Saved entries:
□ □ □
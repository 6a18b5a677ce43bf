//! Shared test utilities for integration tests.
//!
//! Provides a development-mode site fixture and a bundler double that
//! records the jobs it receives instead of invoking esbuild.

#![allow(dead_code)]

use anyhow::Result;
use std::cell::RefCell;
use std::fs;
use std::path::Path;
use tempfile::TempDir;
use webdist::{BuildError, BundleJob, Bundler};

/// Development page matching the layout the build expects.
pub const INDEX_HTML: &str = r#"<!DOCTYPE html>
<html lang="en">
<head>
  <meta charset="utf-8">
  <title>Demo</title>
  <link rel="stylesheet" href="reset.css">
  <link rel="stylesheet" href="styles.css">
  <link rel="preload" href="assets/lato.woff2" as="font">
</head>
<body>
  <div id="root"></div>
  <script src="vendors/babel.min.js"></script>
  <script src="vendors/react-with-dom.js"></script>
  <script type="text/babel">
    const App = () => <h1>Hello</h1>;
    ReactDOM.render(<App />, document.getElementById('root'));
  </script>
</body>
</html>
"#;

/// Writes file under `root`, creating parent directories as needed.
///
/// # Errors
///
/// Returns error if directory creation or file write fails
pub fn write_file(root: &Path, path: &str, content: &str) -> Result<()> {
    let file_path = root.join(path);
    if let Some(parent) = file_path.parent() {
        fs::create_dir_all(parent)?;
    }
    fs::write(file_path, content)?;
    Ok(())
}

/// Creates temporary site root with page, stylesheets, and static inputs.
///
/// # Errors
///
/// Returns error if any fixture file cannot be written
pub fn create_test_site() -> Result<TempDir> {
    let dir = TempDir::new()?;
    let root = dir.path();

    write_file(root, "index.html", INDEX_HTML)?;
    write_file(root, "reset.css", "* { margin: 0; }")?;
    write_file(root, "styles.css", "body { font-family: Lato; }")?;
    write_file(root, "lato.woff2", "wOF2")?;
    write_file(root, "assets/logo.svg", "<svg></svg>")?;
    write_file(root, "assets/img/hero.png", "png")?;
    write_file(root, "vendors/babel.min.js", "babel")?;
    write_file(root, "vendors/react-with-dom.js", "react")?;

    Ok(dir)
}

/// Bundler double that copies each entry to its outfile.
///
/// Jobs whose entry file name equals `fail_on` are rejected with a
/// [`BuildError::BundlingFailure`].
#[derive(Default)]
pub struct RecordingBundler {
    pub jobs: RefCell<Vec<BundleJob>>,
    pub fail_on: Option<&'static str>,
}

impl RecordingBundler {
    pub fn failing_on(name: &'static str) -> Self {
        Self {
            jobs: RefCell::default(),
            fail_on: Some(name),
        }
    }
}

impl Bundler for RecordingBundler {
    fn bundle(&self, job: &BundleJob) -> Result<(), BuildError> {
        self.jobs.borrow_mut().push(job.clone());

        let entry = job.entry();
        let is_failing = entry
            .file_name()
            .and_then(|n| n.to_str())
            .is_some_and(|n| Some(n) == self.fail_on);
        if is_failing {
            return Err(BuildError::BundlingFailure {
                entry: entry.to_path_buf(),
                reason: "rejected by test bundler".to_string(),
            });
        }

        let source = fs::read_to_string(entry).map_err(|e| BuildError::BundlingFailure {
            entry: entry.to_path_buf(),
            reason: e.to_string(),
        })?;
        fs::write(job.outfile(), source).map_err(|e| BuildError::BundlingFailure {
            entry: entry.to_path_buf(),
            reason: e.to_string(),
        })
    }
}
□ □ □
_Work task_:
Repeat the records above exactly as they appear.

_Output of the exercise_:
repository 6a18b5a677ce43bf
//! Shared test utilities for integration tests.
//!
//! Provides a development-mode site fixture and a bundler double that
//! records the jobs it receives instead of invoking esbuild.

#![allow(dead_code)]

use anyhow::Result;
use std::cell::RefCell;
use std::fs;
use std::path::Path;
use tempfile::TempDir;
use webdist::{BuildError, BundleJob, Bundler};

/// Development page matching the layout the build expects.
pub const INDEX_HTML: &str = r#"<!DOCTYPE html>
<html lang="en">
<head>
  <meta charset="utf-8">
  <title>Demo</title>
  <link rel="stylesheet" href="reset.css">
  <link rel="stylesheet" href="styles.css">
  <link rel="preload" href="assets/lato.woff2" as="font">
</head>
<body>
  <div id="root"></div>
  <script src="vendors/babel.min.js"></script>
  <script src="vendors/react-with-dom.js"></script>
  <script type="text/babel">
    const App = () => <h1>Hello</h1>;
    ReactDOM.render(<App />, document.getElementById('root'));
  </script>
</body>
</html>
"#;

/// Writes file under `root`, creating parent directories as needed.
///
/// # Errors
///
/// Returns error if directory creation or file write fails
pub fn write_file(root: &Path, path: &str, content: &str) -> Result<()> {
    let file_path = root.join(path);
    if let Some(parent) = file_path.parent() {
        fs::create_dir_all(parent)?;
    }
    fs::write(file_path, content)?;
    Ok(())
}

/// Creates temporary site root with page, stylesheets, and static inputs.
///
/// # Errors
///
/// Returns error if any fixture file cannot be written
pub fn create_test_site() -> Result<TempDir> {
    let dir = TempDir::new()?;
    let root = dir.path();

    write_file(root, "index.html", INDEX_HTML)?;
    write_file(root, "reset.css", "* { margin: 0; }")?;
    write_file(root, "styles.css", "body { font-family: Lato; }")?;
    write_file(root, "lato.woff2", "wOF2")?;
    write_file(root, "assets/logo.svg", "<svg></svg>")?;
    write_file(root, "assets/img/hero.png", "png")?;
    write_file(root, "vendors/babel.min.js", "babel")?;
    write_file(root, "vendors/react-with-dom.js", "react")?;

    Ok(dir)
}

/// Bundler double that copies each entry to its outfile.
///
/// Jobs whose entry file name equals `fail_on` are rejected with a
/// [`BuildError::BundlingFailure`].
#[derive(Default)]
pub struct RecordingBundler {
    pub jobs: RefCell<Vec<BundleJob>>,
    pub fail_on: Option<&'static str>,
}

impl RecordingBundler {
    pub fn failing_on(name: &'static str) -> Self {
        Self {
            jobs: RefCell::default(),
            fail_on: Some(name),
        }
    }
}

impl Bundler for RecordingBundler {
    fn bundle(&self, job: &BundleJob) -> Result<(), BuildError> {
        self.jobs.borrow_mut().push(job.clone());

        let entry = job.entry();
        let is_failing = entry
            .file_name()
            .and_then(|n| n.to_str())
            .is_some_and(|n| Some(n) == self.fail_on);
        if is_failing {
            return Err(BuildError::BundlingFailure {
                entry: entry.to_path_buf(),
                reason: "rejected by test bundler".to_string(),
            });
        }

        let source = fs::read_to_string(entry).map_err(|e| BuildError::BundlingFailure {
            entry: entry.to_path_buf(),
            reason: e.to_string(),
        })?;
        fs::write(job.outfile(), source).map_err(|e| BuildError::BundlingFailure {
            entry: entry.to_path_buf(),
            reason: e.to_string(),
        })
    }
}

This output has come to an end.